DATASET EXCERPTS -
=== Begin Enclosure ===

pub mod bounds;
pub mod math;
pub mod time;

// Foundation crate: small, well-tested primitives only.
pub use bounds::*;
pub use time::*;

=== End Enclosure ===

WHAT YOU ARE ASKED TO DO - From the first line to the last, copy every record exactly.

WRITTEN ANSWER -
pub mod bounds;
pub mod math;
pub mod time;

// Foundation crate: small, well-tested primitives only.
pub use bounds::*;
pub use time::*;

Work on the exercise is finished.